Sąd Okręgowy ustalił, że plan realizacji przebiegu kolektora został
zatwierdzony w 1979 r. na wniosek Wojewódzkiego Zjednoczenia Przedsiębiorstw
Gospodarki Komunalnej i Mieszkaniowej – Zakładu Inwestycji Komunalnych w P.
W 1985 r., wbrew woli ówczesnych właścicieli, został zbudowany kolektor
sanitarny, z którego korzystali poprzednicy prawni pozwanej spółki tj. Wojewódzkie
Przedsiębiorstwo Wodociągów i Kanalizacji, następnie Przedsiębiorstwo
Wodociągów i Kanalizacji i spółka P. Wodociągi i Kanalizacja spółka z o.o., która
zmieniła firmę na A. spółka z o.o. a później przekształciła się w spółkę akcyjną pod
firmą A. Spółka Akcyjna. Kolektor jest częścią składową całego systemu kanalizacji
P. i P. i na długości 52m i szerokości od 0 do 1,2 m wchodzi w obrys działki nr 37,
której współwłaścicielem jest powód. Znajduje się ponad 4,5 metra pod ziemią. Ma
przekrój 2,9 m. Pozwana spółka korzysta z nieruchomości powoda bez
jakiegokolwiek tytułu prawnego. Strony prowadziły korespondencję w celu
uregulowania wzajemnych rozliczeń, ewentualnego wykupu działki przez pozwaną,
a w szczególności terminu usunięcia kolektora. Pozwana wycofała się jednak
z pierwotnych terminów usunięcia kolektora z uwagi na zaistniałe problemy
z uregulowaniem stanu prawnego nieruchomości, przez które ma przebiegać nowy
kolektor. Obecnie pozwana nie podejmuje żadnych konkretnych działań w celu
usunięcia tej przeszkody, chociaż ma przygotowany projekt budowlany wykonania
nowego kolektora i ma również zabezpieczone środki finansowe na realizację tej
inwestycji.
Sąd Okręgowy uznał, że powodowi przysługuje roszczenie negatoryjne na
podstawie art. 222 § 2 k.c. w zw. z art. 209 k.c. a art. 5 k.c. nie stoi na przeszkodzie
3
uwzględnieniu powództwa o usunięcie kolektora. Pozwana narusza własność
powoda w inny sposób, niż pozbawienie władztwa nad nieruchomością.

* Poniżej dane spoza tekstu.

use serde::{Deserialize, Serialize};

/// Unified error type for all mail transport operations.
///
/// Each variant includes a `transport` field identifying which transport produced
/// the error, plus variant-specific context. All variants are serializable for
/// structured error reporting.
///
/// # Transient Errors
///
/// The following variants represent transient failures that may succeed if the
/// user simply submits again:
/// - [`NetworkError`](Self::NetworkError) — network connectivity issues
/// - [`Timeout`](Self::Timeout) — request timed out
/// - [`RateLimited`](Self::RateLimited) — submission rate limit exceeded
///
/// Transports never retry on their own; a submission maps to exactly one
/// network request, and recovery is the caller's decision.
#[derive(Debug, Clone, Serialize, Deserialize)]
#[serde(tag = "code")]
pub enum TransportError {
    /// A network-level error occurred (DNS resolution failure, connection refused, etc.).
    NetworkError {
        /// Transport that produced the error.
        transport: String,
        /// Error details.
        detail: String,
    },

    /// The HTTP request timed out.
    Timeout {
        /// Transport that produced the error.
        transport: String,
        /// Error details.
        detail: String,
    },

    /// The submission rate limit has been exceeded (HTTP 429 or a business-level
    /// rate-limit code from the backend).
    ///
    /// The request should succeed again after waiting.
    RateLimited {
        /// Transport that produced the error.
        transport: String,
        /// Suggested wait time in seconds before retrying, if provided by the server.
        retry_after: Option<u64>,
        /// Original error message from the server, if available.
        raw_message: Option<String>,
    },

    /// The anti-forgery token was missing, expired, or rejected by the backend.
    ///
    /// The transport invalidates its cached token when producing this error, so
    /// the next submission starts from a fresh token.
    TokenRejected {
        /// Transport that produced the error.
        transport: String,
        /// Original error message from the server, if available.
        raw_message: Option<String>,
    },

    /// The server rejected one or more submitted fields.
    FieldsRejected {
        /// Transport that produced the error.
        transport: String,
        /// Human-readable per-field error descriptions, best-effort.
        errors: Vec<String>,
    },

    /// Failed to parse the server's response body.
    ParseError {
        /// Transport that produced the error.
        transport: String,
        /// Details about the parse failure.
        detail: String,
    },

    /// Failed to serialize a request body.
    SerializationError {
        /// Transport that produced the error.
        transport: String,
        /// Details about the serialization failure.
        detail: String,
    },

    /// An unrecognized refusal from the server.
    ///
    /// This is the catch-all for business failures without a mapped code; the
    /// server-supplied message (when present) is still worth showing to the user.
    Unknown {
        /// Transport that produced the error.
        transport: String,
        /// Raw error code or HTTP status from the server, if available.
        raw_code: Option<String>,
        /// Raw error message from the server.
        raw_message: String,
    },
}

impl TransportError {
    /// 是否为预期行为（用户输入、令牌过期等），用于日志分级。
    ///
    /// 返回 `true` 时应使用 `warn` 级别，`false` 时使用 `error` 级别。
    /// **新增变体时请同步更新此方法。**
    #[must_use]
    pub fn is_expected(&self) -> bool {
        matches!(
            self,
            Self::TokenRejected { .. } | Self::FieldsRejected { .. }
        )
    }

    /// Server-supplied message suitable for direct display, if the server sent one.
    #[must_use]
    pub fn server_message(&self) -> Option<&str> {
        match self {
            Self::RateLimited { raw_message, .. } | Self::TokenRejected { raw_message, .. } => {
                raw_message.as_deref()
            }
            Self::Unknown { raw_message, .. } => Some(raw_message),
            _ => None,
        }
    }
}

impl std::fmt::Display for TransportError {
    fn fmt(&self, f: &mut std::fmt::Formatter<'_>) -> std::fmt::Result {
        match self {
            Self::NetworkError { transport, detail } => {
                write!(f, "[{transport}] Network error: {detail}")
            }
            Self::Timeout { transport, detail } => {
                write!(f, "[{transport}] Request timeout: {detail}")
            }
            Self::RateLimited {
                transport,
                retry_after,
                ..
            } => {
                if let Some(secs) = retry_after {
                    write!(f, "[{transport}] Rate limited (retry after {secs}s)")
                } else {
                    write!(f, "[{transport}] Rate limited")
                }
            }
            Self::TokenRejected {
                transport,
                raw_message,
            } => {
                if let Some(msg) = raw_message {
                    write!(f, "[{transport}] Anti-forgery token rejected: {msg}")
                } else {
                    write!(f, "[{transport}] Anti-forgery token rejected")
                }
            }
            Self::FieldsRejected { transport, errors } => {
                write!(f, "[{transport}] Fields rejected: {}", errors.join("; "))
            }
            Self::ParseError { transport, detail } => {
                write!(f, "[{transport}] Parse error: {detail}")
            }
            Self::SerializationError { transport, detail } => {
                write!(f, "[{transport}] Serialization error: {detail}")
            }
            Self::Unknown {
                transport,
                raw_message,
                ..
            } => {
                write!(f, "[{transport}] {raw_message}")
            }
        }
    }
}

impl std::error::Error for TransportError {}

/// Convenience type alias for `Result<T, TransportError>`.
pub type Result<T> = std::result::Result<T, TransportError>;

#[cfg(test)]
mod tests {
    use super::*;

    #[test]
    fn display_network_error() {
        let e = TransportError::NetworkError {
            transport: "test".to_string(),
            detail: "connection refused".to_string(),
        };
        assert_eq!(e.to_string(), "[test] Network error: connection refused");
    }

    #[test]
    fn display_timeout() {
        let e = TransportError::Timeout {
            transport: "test".to_string(),
            detail: "30s elapsed".to_string(),
        };
        assert_eq!(e.to_string(), "[test] Request timeout: 30s elapsed");
    }

    #[test]
    fn display_rate_limited_with_retry() {
        let e = TransportError::RateLimited {
            transport: "token-backend".to_string(),
            retry_after: Some(60),
            raw_message: None,
        };
        assert_eq!(e.to_string(), "[token-backend] Rate limited (retry after 60s)");
    }

    #[test]
    fn display_rate_limited_without_retry() {
        let e = TransportError::RateLimited {
            transport: "relay".to_string(),
            retry_after: None,
            raw_message: None,
        };
        assert_eq!(e.to_string(), "[relay] Rate limited");
    }

    #[test]
    fn display_token_rejected_with_message() {
        let e = TransportError::TokenRejected {
            transport: "token-backend".to_string(),
            raw_message: Some("CSRF token expired".to_string()),
        };
        assert_eq!(
            e.to_string(),
            "[token-backend] Anti-forgery token rejected: CSRF token expired"
        );
    }

    #[test]
    fn display_token_rejected_without_message() {
        let e = TransportError::TokenRejected {
            transport: "token-backend".to_string(),
            raw_message: None,
        };
        assert_eq!(e.to_string(), "[token-backend] Anti-forgery token rejected");
    }

    #[test]
    fn display_fields_rejected() {
        let e = TransportError::FieldsRejected {
            transport: "relay".to_string(),
            errors: vec!["email: invalid".to_string(), "message: empty".to_string()],
        };
        assert_eq!(
            e.to_string(),
            "[relay] Fields rejected: email: invalid; message: empty"
        );
    }

    #[test]
    fn display_parse_error() {
        let e = TransportError::ParseError {
            transport: "test".to_string(),
            detail: "bad json".to_string(),
        };
        assert_eq!(e.to_string(), "[test] Parse error: bad json");
    }

    #[test]
    fn display_serialization_error() {
        let e = TransportError::SerializationError {
            transport: "test".to_string(),
            detail: "failed".to_string(),
        };
        assert_eq!(e.to_string(), "[test] Serialization error: failed");
    }

    #[test]
    fn display_unknown() {
        let e = TransportError::Unknown {
            transport: "test".to_string(),
            raw_code: Some("E001".to_string()),
            raw_message: "something broke".to_string(),
        };
        assert_eq!(e.to_string(), "[test] something broke");
    }

    #[test]
    fn server_message_from_unknown() {
        let e = TransportError::Unknown {
            transport: "test".to_string(),
            raw_code: None,
            raw_message: "Spam detected".to_string(),
        };
        assert_eq!(e.server_message(), Some("Spam detected"));
    }

    #[test]
    fn server_message_from_rate_limited() {
        let e = TransportError::RateLimited {
            transport: "test".to_string(),
            retry_after: Some(30),
            raw_message: Some("Too many requests".to_string()),
        };
        assert_eq!(e.server_message(), Some("Too many requests"));
    }

    #[test]
    fn server_message_absent_for_network_error() {
        let e = TransportError::NetworkError {
            transport: "test".to_string(),
            detail: "refused".to_string(),
        };
        assert_eq!(e.server_message(), None);
    }

    #[test]
    fn expected_variants() {
        assert!(
            TransportError::TokenRejected {
                transport: "t".into(),
                raw_message: None,
            }
            .is_expected()
        );
        assert!(
            TransportError::FieldsRejected {
                transport: "t".into(),
                errors: vec![],
            }
            .is_expected()
        );
        assert!(
            !TransportError::NetworkError {
                transport: "t".into(),
                detail: "x".into(),
            }
            .is_expected()
        );
        assert!(
            !TransportError::RateLimited {
                transport: "t".into(),
                retry_after: None,
                raw_message: None,
            }
            .is_expected()
        );
    }

    #[test]
    fn serialize_json_round_trip() {
        let e = TransportError::RateLimited {
            transport: "token-backend".to_string(),
            retry_after: Some(60),
            raw_message: Some("too many requests".to_string()),
        };
        let json = serde_json::to_string(&e).unwrap();
        assert!(json.contains("\"code\":\"RateLimited\""));
        assert!(json.contains("\"retry_after\":60"));
    }

    #[test]
    fn deserialize_all_variants() {
        let variants: Vec<TransportError> = vec![
            TransportError::NetworkError {
                transport: "t".into(),
                detail: "d".into(),
            },
            TransportError::Timeout {
                transport: "t".into(),
                detail: "30s".into(),
            },
            TransportError::RateLimited {
                transport: "t".into(),
                retry_after: Some(30),
                raw_message: None,
            },
            TransportError::TokenRejected {
                transport: "t".into(),
                raw_message: None,
            },
            TransportError::FieldsRejected {
                transport: "t".into(),
                errors: vec!["email: invalid".into()],
            },
            TransportError::ParseError {
                transport: "t".into(),
                detail: "bad".into(),
            },
            TransportError::SerializationError {
                transport: "t".into(),
                detail: "fail".into(),
            },
            TransportError::Unknown {
                transport: "t".into(),
                raw_code: Some("500".into()),
                raw_message: "oops".into(),
            },
        ];

        for v in &variants {
            let json = serde_json::to_string(v).unwrap();
            let back: TransportError = serde_json::from_str(&json).unwrap();
            assert_eq!(back.to_string(), v.to_string());
        }
    }
}
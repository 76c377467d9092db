//! Relay HTTP 请求方法

use reqwest::header::ACCEPT;
use reqwest::multipart::Form;

use crate::error::Result;
use crate::http_client::HttpUtils;
use crate::traits::TransportErrorMapper;

use super::{ACCEPT_JSON, RelayTransport};

impl RelayTransport {
    /// 投递 multipart 表单体，返回 HTTP 状态与原始响应文本
    ///
    /// 与 token backend 不同，中继以 HTTP 状态表达成败，
    /// 响应体只在失败时才值得解析。
    pub(crate) async fn post_submission(&self, form: Form) -> Result<(u16, String)> {
        let request = self
            .client
            .post(&self.endpoint)
            .header(ACCEPT, ACCEPT_JSON)
            .multipart(form);

        HttpUtils::execute_request(request, self.transport_name(), "POST", &self.endpoint).await
    }
}
//! 业务逻辑服务层

mod form_controller;
mod rate_advisor;

pub use form_controller::FormController;
pub use rate_advisor::RateAdvisor;

use std::sync::Arc;

use contact_form_transport::MailTransport;

use crate::traits::{Clock, FormView, HistoryStore};

/// 控制器上下文 - 持有所有注入的能力
///
/// 宿主（页面壳）需要创建此上下文，并注入平台特定的视图、存储与时钟实现。
/// 生命周期与页面一致：页面就绪时创建，页面卸载时随之丢弃。
pub struct ControllerContext {
    /// 邮件投递通道
    pub transport: Arc<dyn MailTransport>,
    /// 视图表面
    pub view: Arc<dyn FormView>,
    /// 提交历史存储
    pub history: Arc<dyn HistoryStore>,
    /// 时钟
    pub clock: Arc<dyn Clock>,
}

impl ControllerContext {
    /// 创建控制器上下文
    #[must_use]
    pub fn new(
        transport: Arc<dyn MailTransport>,
        view: Arc<dyn FormView>,
        history: Arc<dyn HistoryStore>,
        clock: Arc<dyn Clock>,
    ) -> Self {
        Self {
            transport,
            view,
            history,
            clock,
        }
    }
}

Z okoliczności sprawy nie wynika, aby pozwana nie miała możliwości wykonania
dochodzonego roszczenia w terminie wskazanym przez Sąd lub aby istniejące
jeszcze przeszkody nie dały się usunąć. Pozwana nie sprecyzowała na czym
względy formalno – prawne dotyczące innych nieruchomości polegają,
w szczególności nie wykazała, aby uregulowanie tych spraw było niemożliwe lub
znacznie utrudnione ani nie podejmowała energicznie czynności w celu uzyskania
uprawnień do budowy kolektora na innych nieruchomościach. Ze względu na
wielkość inwestycji, konieczność zachowania procedur związanych z planami
inwestycji, konieczność uregulowania stanu prawnego nieruchomości, przez które
ma przebiegać nowy kolektor, Sąd wyznaczył dwuletni termin usunięcia kolektora
oddalając żądanie powoda usunięcia kolektora w krótszym, bo sześciomiesięcznym
terminie. Rozstrzygając o wynagrodzeniu za korzystanie z nieruchomości Sąd oparł
się na treści art. 225 k.c. w zw. z art. 224 § 2, 230 oraz 352 § 2 k.c.
Pozwana spółka wniosła apelację od wyroku Sądu Okręgowego. Zarzuciła
w niej między innymi brak po jej stronie legitymacji w zakresie żądania usunięcia
urządzenia, którego nie jest właścicielem oraz naruszenie art. 5 k.c.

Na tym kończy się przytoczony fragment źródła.